Dieser dritte Simon wird jedenfalls kurz vor der Kreuzigung Jesu in Entsprechung zum Petros eingeführt. Dass er zu Jesus gehört und ihm nachfolgt, zeigt Mk mit der kryptischen Herkunfts-Angabe. Denn er kommt ausdrücklich nicht aus dem entfernten Ort Kyrene, sondern vom Acker (15,21).
Die Apposition Kyrenaios weist darauf hin, dass er zu Jesus als dem Kyrios gehört, und das Bild des Ackers deutet an, dass er in Gottes Ackerfeld gepflanzt, gesät oder geerntet hat, dass er also missionarisch tätig war (vgl. 1 Kor 3,9). Zum Begriff des Ackers folgt ein separater Beitrag.
Bemerkenswert daran ist, dass selbst dieser Simon nicht von sich aus bereit ist, sein Kreuz aufzuheben; vielmehr muss er von den handelnden Akteuren, den Soldaten, eigens dazu gezwungen werden. Was das für ihn oder für Jesus bedeutet, wird nicht erwähnt. Offen bleibt auch, wie weit er ihrem Zwang nachkommt.
Stattdessen fügt Mk noch die rätselhafte Angabe hinzu, dass er der Vater Alexanders und Rufus‘ sei, eine den Kontext störende Notiz, in der man üblicherweise eine historische Reminiszenz sehen wollte. Dafür gibt es freilich keinerlei Anhaltspunkte.
Denn auch diese Angabe der Vaterschaft ist allegorischer Natur. Der dritte Simon ist als Vater zweier ungleicher Söhne ein Vater zweier völkerchristlicher Ethnien, der griechischen (Alexander) und der römischen (Rufus). Ob der Name Rufus (rothaarig) auch auf Esau anspielt (vgl. Gen 25,25), sei hier dahin gestellt, ebenso der Zusammenhang mit der Grußliste im Römerbrief des Paulus (Röm 16,13).

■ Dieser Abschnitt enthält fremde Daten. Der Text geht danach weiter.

/// Candidate state definitions for tracking article progress
///
/// Every search hit handed to the coordinator walks
/// `Pending -> Fetched -> Written | Skipped`.
use std::fmt;

/// Why a candidate article did not produce a file
#[derive(Debug, Clone, Copy, PartialEq, Eq, Hash)]
pub enum SkipReason {
    /// URL already written in this run (or a persisted earlier one)
    AlreadySeen,

    /// Page unreachable, or no title/body/paragraphs recoverable
    ExtractionFailed,

    /// Article extracted but the file could not be written
    WriteFailed,

    /// Run cancelled before the candidate was processed
    Cancelled,
}

/// Represents the current state of a candidate article
#[derive(Debug, Clone, Copy, PartialEq, Eq, Hash)]
pub enum CandidateState {
    /// Queued for extraction
    Pending,

    /// Extraction attempted and produced an article
    Fetched,

    /// Article file written; this is the commit point
    Written,

    /// Dropped without writing
    Skipped(SkipReason),
}

impl CandidateState {
    /// Returns true if no further processing will happen
    pub fn is_terminal(&self) -> bool {
        matches!(self, Self::Written | Self::Skipped(_))
    }

    /// Returns true if the candidate ended with a written file
    pub fn is_success(&self) -> bool {
        matches!(self, Self::Written)
    }

    /// Returns true if the transition is allowed by the candidate lifecycle
    pub fn can_transition_to(&self, next: CandidateState) -> bool {
        match (self, next) {
            (Self::Pending, Self::Fetched) | (Self::Pending, Self::Skipped(_)) => true,
            (Self::Fetched, Self::Written) | (Self::Fetched, Self::Skipped(_)) => true,
            _ => false,
        }
    }

    pub fn as_str(&self) -> &'static str {
        match self {
            Self::Pending => "pending",
            Self::Fetched => "fetched",
            Self::Written => "written",
            Self::Skipped(SkipReason::AlreadySeen) => "skipped_already_seen",
            Self::Skipped(SkipReason::ExtractionFailed) => "skipped_extraction_failed",
            Self::Skipped(SkipReason::WriteFailed) => "skipped_write_failed",
            Self::Skipped(SkipReason::Cancelled) => "skipped_cancelled",
        }
    }
}

impl fmt::Display for CandidateState {
    fn fmt(&self, f: &mut fmt::Formatter<'_>) -> fmt::Result {
        write!(f, "{}", self.as_str())
    }
}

Jedenfalls kann dieser dritte Simon damit als ein Völker-Missionar gesehen werden – in Kontrast zum eigenwillig unter den Völkern missionierenden und nicht dazu entsandten Petros. Die Frage wäre dann nur noch, wessen Kreuz er aufhebt, sein eigenes oder das von Jesus. Sprachlich wäre beides möglich; die Tradition geht davon aus, dass er das Kreuz Jesu getragen hat.

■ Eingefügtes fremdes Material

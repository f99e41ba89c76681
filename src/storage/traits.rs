//! Storage traits and error types
//!
//! This module defines the trait interface for deduplication backends and
//! associated error types.

use thiserror::Error;

/// Errors that can occur during storage operations
#[derive(Debug, Error)]
pub enum StorageError {
    #[error("SQLite error: {0}")]
    Sqlite(#[from] rusqlite::Error),

    #[error("IO error: {0}")]
    Io(#[from] std::io::Error),

    #[error("Store lock poisoned")]
    Poisoned,
}

/// Result type for storage operations
pub type StorageResult<T> = Result<T, StorageError>;

/// Which family of URLs a store tracks
#[derive(Debug, Clone, Copy, PartialEq, Eq, Hash)]
pub enum DedupScope {
    /// Article page URLs, marked once the article file is written
    Article,

    /// Image and video URLs, claimed before the asset is fetched
    Media,
}

impl DedupScope {
    pub fn as_str(&self) -> &'static str {
        match self {
            Self::Article => "article",
            Self::Media => "media",
        }
    }
}

/// URL-keyed membership store
///
/// `mark_seen` is the atomic check-and-insert: it returns `true` only for the caller
/// that inserted the URL, so concurrent workers can use it to claim work.
/// Implementations must be safe to share between tasks.
pub trait DedupStore: Send + Sync {
    /// Returns true if the URL is already in the store
    fn seen(&self, url: &str) -> StorageResult<bool>;

    /// Inserts the URL, returning true if it was not present before
    fn mark_seen(&self, url: &str) -> StorageResult<bool>;

    /// Removes the URL (used to release a claim after a failed download)
    fn forget(&self, url: &str) -> StorageResult<()>;

    /// Number of URLs in the store
    fn len(&self) -> StorageResult<usize>;

    fn is_empty(&self) -> StorageResult<bool> {
        Ok(self.len()? == 0)
    }
}
/// Keyword search lifecycle
///
/// `Searching -> PagesExhausted | MaxPagesReached -> Done`
use std::fmt;

#[derive(Debug, Clone, Copy, PartialEq, Eq)]
pub enum KeywordState {
    /// Result pages are still being requested
    Searching,

    /// A page matched none of the result containers; `page` was the last requested
    PagesExhausted { page: u32 },

    /// The configured page limit was reached
    MaxPagesReached,

    /// All hits for the keyword have been handled
    Done,
}

impl KeywordState {
    /// Moves a finished search to `Done`; any other state is returned unchanged
    pub fn finish(self) -> Self {
        match self {
            Self::PagesExhausted { .. } | Self::MaxPagesReached => Self::Done,
            other => other,
        }
    }
}

impl fmt::Display for KeywordState {
    fn fmt(&self, f: &mut fmt::Formatter<'_>) -> fmt::Result {
        match self {
            Self::Searching => write!(f, "searching"),
            Self::PagesExhausted { page } => write!(f, "pages exhausted at page {}", page),
            Self::MaxPagesReached => write!(f, "max pages reached"),
            Self::Done => write!(f, "done"),
        }
    }
}
//! Blocklist

use std::sync::Arc;
use std::time::Duration;

use ratewarden_types::store_adapter::{BlockEntry, RateLimitAdapter};

use super::lookup::{Lookup, guarded};
use crate::prelude::*;

/// Time-bounded deny rules per identity, for one endpoint or all of them
#[derive(Debug, Clone)]
pub struct Blocklist {
	store: Arc<dyn RateLimitAdapter>,
	timeout: Duration,
}

impl Blocklist {
	pub fn new(store: Arc<dyn RateLimitAdapter>, timeout: Duration) -> Self {
		Self { store, timeout }
	}

	/// The active block covering `(identity, endpoint)` that expires last,
	/// wildcard blocks included
	pub async fn is_blocked(&self, identity: &str, endpoint: &str, now: Timestamp) -> Lookup<BlockEntry> {
		Lookup::from_result(
			guarded("read_block", self.timeout, self.store.read_block(identity, endpoint, now)).await,
		)
	}

	/// Block an identity until `now + duration`. An active block of the same
	/// key expiring later stays in effect and is returned instead.
	/// `endpoint: None` blocks every endpoint.
	pub async fn block(
		&self,
		identity: &str,
		endpoint: Option<&str>,
		duration: Duration,
		reason: &str,
		now: Timestamp,
	) -> WdResult<BlockEntry> {
		let entry = BlockEntry {
			identity: identity.into(),
			endpoint: endpoint.map(Into::into),
			blocked_until: now + duration,
			reason: reason.into(),
			created_at: now,
		};
		guarded("upsert_block", self.timeout, self.store.upsert_block(&entry)).await
	}

	pub async fn unblock(&self, identity: &str, endpoint: Option<&str>) -> WdResult<()> {
		guarded("delete_block", self.timeout, self.store.delete_block(identity, endpoint)).await
	}

	pub async fn list(&self, now: Timestamp) -> WdResult<Vec<BlockEntry>> {
		guarded("list_blocks", self.timeout, self.store.list_blocks(now)).await
	}
}

// vim: ts=4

Genau das ist es auch, was er in der Mission zu tun hat: Das Kreuz Jesu aufzuheben und es zu den Völkern zu tragen. Somit kann dieser Simon als Prototyp einer judäochristlichen Mission gelten, die erst noch von den Römern gezwungen werden muss, den Völkern das Kreuz Jesu zu verkündigen, nicht aber den ins Grab führenden Christus-Titel des Petros.